As populations across North Africa and South West Asia mobilised against their governments in popular protests in 2011, there was much hope for change – particularly as stale regimes began to fall, one by one. Building on the existing revolutionary repertoires and narratives in Tunisia and Egypt, fifteen Syrian youth from prominent families in Daraa, often referred to as the ‘Cradle of the Revolution,’ were arrested, incarcerated, and tortured. Their crime was writing the words ‘your turn, doctor’ (أجاك الدور يا دكتور) on the walls of their school in red spray paint. Whether intending to bring the revolution to Syria or not, the responsible youth had put the revolution in motion. As Keith Baker argues in Scripting Revolution, revolutionary narratives, and even repertoires, can ‘serve as models or counterexamples,’ they act as ‘outlines on which revolutionary actors can improvise’ and can be subsequently transformed by actors as they are inherited (2015, p. 2). These narratives, or schemas for action, and repertoires, or tools and actions used by revolutionaries, function to fulfil goals and gain widespread, often international, attention and support.

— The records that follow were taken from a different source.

// Storage backend abstraction
// Decision: Use enum dispatch for simplicity over trait objects
//
// StorageBackend works with either PostgreSQL (production) or the
// in-memory database (dev mode and tests).

use anyhow::Result;
use std::sync::Arc;
use uuid::Uuid;

use super::memory::InMemoryDatabase;
use super::models::*;
use super::repositories::Database;

/// Storage backend that can be either PostgreSQL or in-memory
#[derive(Clone)]
pub enum StorageBackend {
    /// PostgreSQL database (production)
    Postgres(Database),
    /// In-memory database (dev mode)
    InMemory(Arc<InMemoryDatabase>),
}

impl StorageBackend {
    /// Connect to PostgreSQL and apply migrations
    pub async fn postgres(database_url: &str) -> Result<Self> {
        let db = Database::from_url(database_url).await?;
        db.migrate().await?;
        Ok(Self::Postgres(db))
    }

    /// Create an in-memory storage backend
    pub fn in_memory() -> Self {
        Self::InMemory(Arc::new(InMemoryDatabase::new()))
    }

    /// Short name reported by the health endpoint
    pub fn kind(&self) -> &'static str {
        match self {
            Self::Postgres(_) => "postgres",
            Self::InMemory(_) => "memory",
        }
    }

    // ============================================
    // Users
    // ============================================

    pub async fn create_user(&self, input: CreateUserRow) -> Result<UserRow> {
        match self {
            Self::Postgres(db) => db.create_user(input).await,
            Self::InMemory(db) => db.create_user(input).await,
        }
    }

    pub async fn get_user_by_username(&self, username: &str) -> Result<Option<UserRow>> {
        match self {
            Self::Postgres(db) => db.get_user_by_username(username).await,
            Self::InMemory(db) => db.get_user_by_username(username).await,
        }
    }

    pub async fn mark_user_verified(&self, username: &str) -> Result<bool> {
        match self {
            Self::Postgres(db) => db.mark_user_verified(username).await,
            Self::InMemory(db) => db.mark_user_verified(username).await,
        }
    }

    pub async fn delete_user_by_username(&self, username: &str) -> Result<bool> {
        match self {
            Self::Postgres(db) => db.delete_user_by_username(username).await,
            Self::InMemory(db) => db.delete_user_by_username(username).await,
        }
    }

    // ============================================
    // News
    // ============================================

    pub async fn create_news(&self, input: CreateNewsRow) -> Result<NewsRow> {
        match self {
            Self::Postgres(db) => db.create_news(input).await,
            Self::InMemory(db) => db.create_news(input).await,
        }
    }

    pub async fn get_news(&self, id: Uuid) -> Result<Option<NewsRow>> {
        match self {
            Self::Postgres(db) => db.get_news(id).await,
            Self::InMemory(db) => db.get_news(id).await,
        }
    }

    pub async fn list_news_by_author(&self, author: &str) -> Result<Vec<NewsRow>> {
        match self {
            Self::Postgres(db) => db.list_news_by_author(author).await,
            Self::InMemory(db) => db.list_news_by_author(author).await,
        }
    }

    pub async fn list_news_by_tag(&self, tag: &str) -> Result<Vec<NewsRow>> {
        match self {
            Self::Postgres(db) => db.list_news_by_tag(tag).await,
            Self::InMemory(db) => db.list_news_by_tag(tag).await,
        }
    }

    pub async fn update_news(&self, id: Uuid, input: UpdateNews) -> Result<Option<NewsRow>> {
        match self {
            Self::Postgres(db) => db.update_news(id, input).await,
            Self::InMemory(db) => db.update_news(id, input).await,
        }
    }

    pub async fn delete_news(&self, id: Uuid) -> Result<bool> {
        match self {
            Self::Postgres(db) => db.delete_news(id).await,
            Self::InMemory(db) => db.delete_news(id).await,
        }
    }

    // ============================================
    // Tags
    // ============================================

    pub async fn create_tag(&self, input: CreateTagRow) -> Result<TagRow> {
        match self {
            Self::Postgres(db) => db.create_tag(input).await,
            Self::InMemory(db) => db.create_tag(input).await,
        }
    }

    pub async fn get_tag(&self, news_id: Uuid, name: &str) -> Result<Option<TagRow>> {
        match self {
            Self::Postgres(db) => db.get_tag(news_id, name).await,
            Self::InMemory(db) => db.get_tag(news_id, name).await,
        }
    }

    pub async fn list_tags(&self, news_id: Uuid) -> Result<Vec<TagRow>> {
        match self {
            Self::Postgres(db) => db.list_tags(news_id).await,
            Self::InMemory(db) => db.list_tags(news_id).await,
        }
    }

    pub async fn update_tag(
        &self,
        news_id: Uuid,
        name: &str,
        input: UpdateTag,
    ) -> Result<Option<TagRow>> {
        match self {
            Self::Postgres(db) => db.update_tag(news_id, name, input).await,
            Self::InMemory(db) => db.update_tag(news_id, name, input).await,
        }
    }

    pub async fn delete_tag(&self, news_id: Uuid, name: &str) -> Result<bool> {
        match self {
            Self::Postgres(db) => db.delete_tag(news_id, name).await,
            Self::InMemory(db) => db.delete_tag(news_id, name).await,
        }
    }

    // ============================================
    // Comments
    // ============================================

    pub async fn create_comment(&self, input: CreateCommentRow) -> Result<CommentRow> {
        match self {
            Self::Postgres(db) => db.create_comment(input).await,
            Self::InMemory(db) => db.create_comment(input).await,
        }
    }

    pub async fn get_comment(&self, id: Uuid) -> Result<Option<CommentRow>> {
        match self {
            Self::Postgres(db) => db.get_comment(id).await,
            Self::InMemory(db) => db.get_comment(id).await,
        }
    }

    pub async fn list_comments(&self, news_id: Uuid) -> Result<Vec<CommentRow>> {
        match self {
            Self::Postgres(db) => db.list_comments(news_id).await,
            Self::InMemory(db) => db.list_comments(news_id).await,
        }
    }

    pub async fn update_comment(&self, id: Uuid, content: String) -> Result<Option<CommentRow>> {
        match self {
            Self::Postgres(db) => db.update_comment(id, content).await,
            Self::InMemory(db) => db.update_comment(id, content).await,
        }
    }

    pub async fn delete_comment(&self, id: Uuid) -> Result<bool> {
        match self {
            Self::Postgres(db) => db.delete_comment(id).await,
            Self::InMemory(db) => db.delete_comment(id).await,
        }
    }
}
// Comment HTTP routes

use axum::{
    extract::{
        rejection::{JsonRejection, QueryRejection},
        Query, State,
    },
    http::StatusCode,
    middleware,
    routing::{delete, get, post, put},
    Json, Router,
};
use funpage_core::Comment;
use serde::Deserialize;
use std::sync::Arc;
use utoipa::{IntoParams, ToSchema};
use uuid::Uuid;

use super::common::{parse_json, parse_query, ApiError, ApiResponse, ErrorResponse};
use super::validation::validate_comment;
use crate::auth::{require_auth, AuthState, AuthUser};
use crate::services::CommentService;
use crate::storage::StorageBackend;

/// Comment body for add and update
#[derive(Debug, Clone, Deserialize, ToSchema)]
pub struct CommentRequest {
    #[schema(example = "Great news!")]
    pub content: String,
}

/// Article the comments belong to
#[derive(Debug, Deserialize, IntoParams)]
pub struct NewsIdQuery {
    /// News ID
    pub news_id: Uuid,
}

/// Address of a single comment
#[derive(Debug, Deserialize, IntoParams)]
pub struct CommentAddressQuery {
    /// News ID
    pub news_id: Uuid,
    /// Comment ID
    pub comment_id: Uuid,
}

/// App state for comment routes
#[derive(Clone)]
pub struct AppState {
    pub service: Arc<CommentService>,
}

impl AppState {
    pub fn new(db: StorageBackend) -> Self {
        Self {
            service: Arc::new(CommentService::new(db)),
        }
    }
}

/// Create comment routes
pub fn routes(state: AppState, auth: AuthState) -> Router {
    let protected = Router::new()
        .route("/app/comment/add", post(add_comment))
        .route("/app/comment/updateByNewsID", put(update_comment))
        .route("/app/comment/deleteByNewsID", delete(delete_comment))
        .route_layer(middleware::from_fn_with_state(auth, require_auth));

    Router::new()
        .route("/app/comment/getByNewsID", get(list_comments))
        .merge(protected)
        .with_state(state)
}

/// POST /app/comment/add - Comment on a news article
#[utoipa::path(
    post,
    path = "/app/comment/add",
    params(NewsIdQuery),
    request_body = CommentRequest,
    responses(
        (status = 201, description = "Comment added", body = ApiResponse<Comment>),
        (status = 400, description = "Invalid input", body = ErrorResponse),
        (status = 401, description = "Not authenticated", body = ErrorResponse),
        (status = 404, description = "News not found", body = ErrorResponse)
    ),
    tag = "comments"
)]
pub async fn add_comment(
    State(state): State<AppState>,
    user: AuthUser,
    query: Result<Query<NewsIdQuery>, QueryRejection>,
    body: Result<Json<CommentRequest>, JsonRejection>,
) -> Result<(StatusCode, Json<ApiResponse<Comment>>), ApiError> {
    let query = parse_query(query)?;
    let req = parse_json(body)?;
    validate_comment(&req.content)?;

    let comment = state
        .service
        .add(&user, query.news_id, req.content)
        .await?;

    Ok((
        StatusCode::CREATED,
        Json(ApiResponse::with_message("Comment added successfully", comment)),
    ))
}

/// GET /app/comment/getByNewsID - List comments of a news article
#[utoipa::path(
    get,
    path = "/app/comment/getByNewsID",
    params(NewsIdQuery),
    responses(
        (status = 200, description = "Comments", body = ApiResponse<Vec<Comment>>),
        (status = 400, description = "Invalid news_id", body = ErrorResponse),
        (status = 404, description = "News not found", body = ErrorResponse)
    ),
    tag = "comments"
)]
pub async fn list_comments(
    State(state): State<AppState>,
    query: Result<Query<NewsIdQuery>, QueryRejection>,
) -> Result<Json<ApiResponse<Vec<Comment>>>, ApiError> {
    let query = parse_query(query)?;
    let comments = state.service.list(query.news_id).await?;
    Ok(Json(ApiResponse::data(comments)))
}

/// PUT /app/comment/updateByNewsID - Edit a comment (commenter only)
#[utoipa::path(
    put,
    path = "/app/comment/updateByNewsID",
    params(CommentAddressQuery),
    request_body = CommentRequest,
    responses(
        (status = 200, description = "Comment updated", body = ApiResponse<Comment>),
        (status = 400, description = "Invalid input", body = ErrorResponse),
        (status = 401, description = "Not authenticated", body = ErrorResponse),
        (status = 403, description = "Not the commenter", body = ErrorResponse),
        (status = 404, description = "Comment not found", body = ErrorResponse)
    ),
    tag = "comments"
)]
pub async fn update_comment(
    State(state): State<AppState>,
    user: AuthUser,
    query: Result<Query<CommentAddressQuery>, QueryRejection>,
    body: Result<Json<CommentRequest>, JsonRejection>,
) -> Result<Json<ApiResponse<Comment>>, ApiError> {
    let query = parse_query(query)?;
    let req = parse_json(body)?;
    validate_comment(&req.content)?;

    let comment = state
        .service
        .update(&user, query.news_id, query.comment_id, req.content)
        .await?;

    Ok(Json(ApiResponse::with_message(
        "Comment updated successfully",
        comment,
    )))
}

/// DELETE /app/comment/deleteByNewsID - Delete a comment (commenter only)
#[utoipa::path(
    delete,
    path = "/app/comment/deleteByNewsID",
    params(CommentAddressQuery),
    responses(
        (status = 200, description = "Comment deleted", body = ApiResponse<String>),
        (status = 401, description = "Not authenticated", body = ErrorResponse),
        (status = 403, description = "Not the commenter", body = ErrorResponse),
        (status = 404, description = "Comment not found", body = ErrorResponse)
    ),
    tag = "comments"
)]
pub async fn delete_comment(
    State(state): State<AppState>,
    user: AuthUser,
    query: Result<Query<CommentAddressQuery>, QueryRejection>,
) -> Result<Json<ApiResponse<()>>, ApiError> {
    let query = parse_query(query)?;
    state
        .service
        .delete(&user, query.news_id, query.comment_id)
        .await?;
    Ok(Json(ApiResponse::message("Comment deleted successfully")))
}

Although some have argued that the revolution is effectively over, that Bashar al-Assad has ‘won’ the country, others, including myself, are not so pessimistic. Looking at how narratives and repertoires of revolution have evolved and changed a decade on from 2011, it is evident that a declaration of victory for Assad and his regime is premature. Beginning with the graffiti that was spray painted on the school walls in Daraa, the Syrian revolution has been expressed, as have other revolutionary movements, in chants, slogans, and art. In these expressions, the narratives and repertoires of the Syrian Revolution have continued, making use of new schemas, tools, and actions. In the first days of the revolution, a dabke, a traditional folk dance common to the Levant, was written and performed, going viral on social media. The lyrics called out al-Assad for his lies, crimes, and greed – inviting him to leave through the door. The performance of this Dabke was symbolic, not just for underpinning social solidarity through a recognisable culturally embedded dance, but also its use against a regime that has historically attempted to make claims of Arab Nationalist leadership.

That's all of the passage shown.